▶ **PROVIDED RECORDS**
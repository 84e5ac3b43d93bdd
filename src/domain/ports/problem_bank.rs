use crate::domain::models::Problem;

/// Read-only, ordered collection of problems
pub trait ProblemBank: Send + Sync {
    /// All problems in presentation order
    fn problems(&self) -> &[Problem];

    fn get(&self, id: u32) -> Option<&Problem> {
        self.problems().iter().find(|p| p.id == id)
    }

    fn len(&self) -> usize {
        self.problems().len()
    }

    fn is_empty(&self) -> bool {
        self.problems().is_empty()
    }
}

▶ **EXERCISE REQUIREMENTS**
Copy out the data in full, exactly.

▶ **PROBLEM SOLUTION**
repository 84e5ac3b43d93bdd
filename src/domain/ports/problem_bank.rs
use crate::domain::models::Problem;

/// Read-only, ordered collection of problems
pub trait ProblemBank: Send + Sync {
    /// All problems in presentation order
    fn problems(&self) -> &[Problem];

    fn get(&self, id: u32) -> Option<&Problem> {
        self.problems().iter().find(|p| p.id == id)
    }

    fn len(&self) -> usize {
        self.problems().len()
    }

    fn is_empty(&self) -> bool {
        self.problems().is_empty()
    }
}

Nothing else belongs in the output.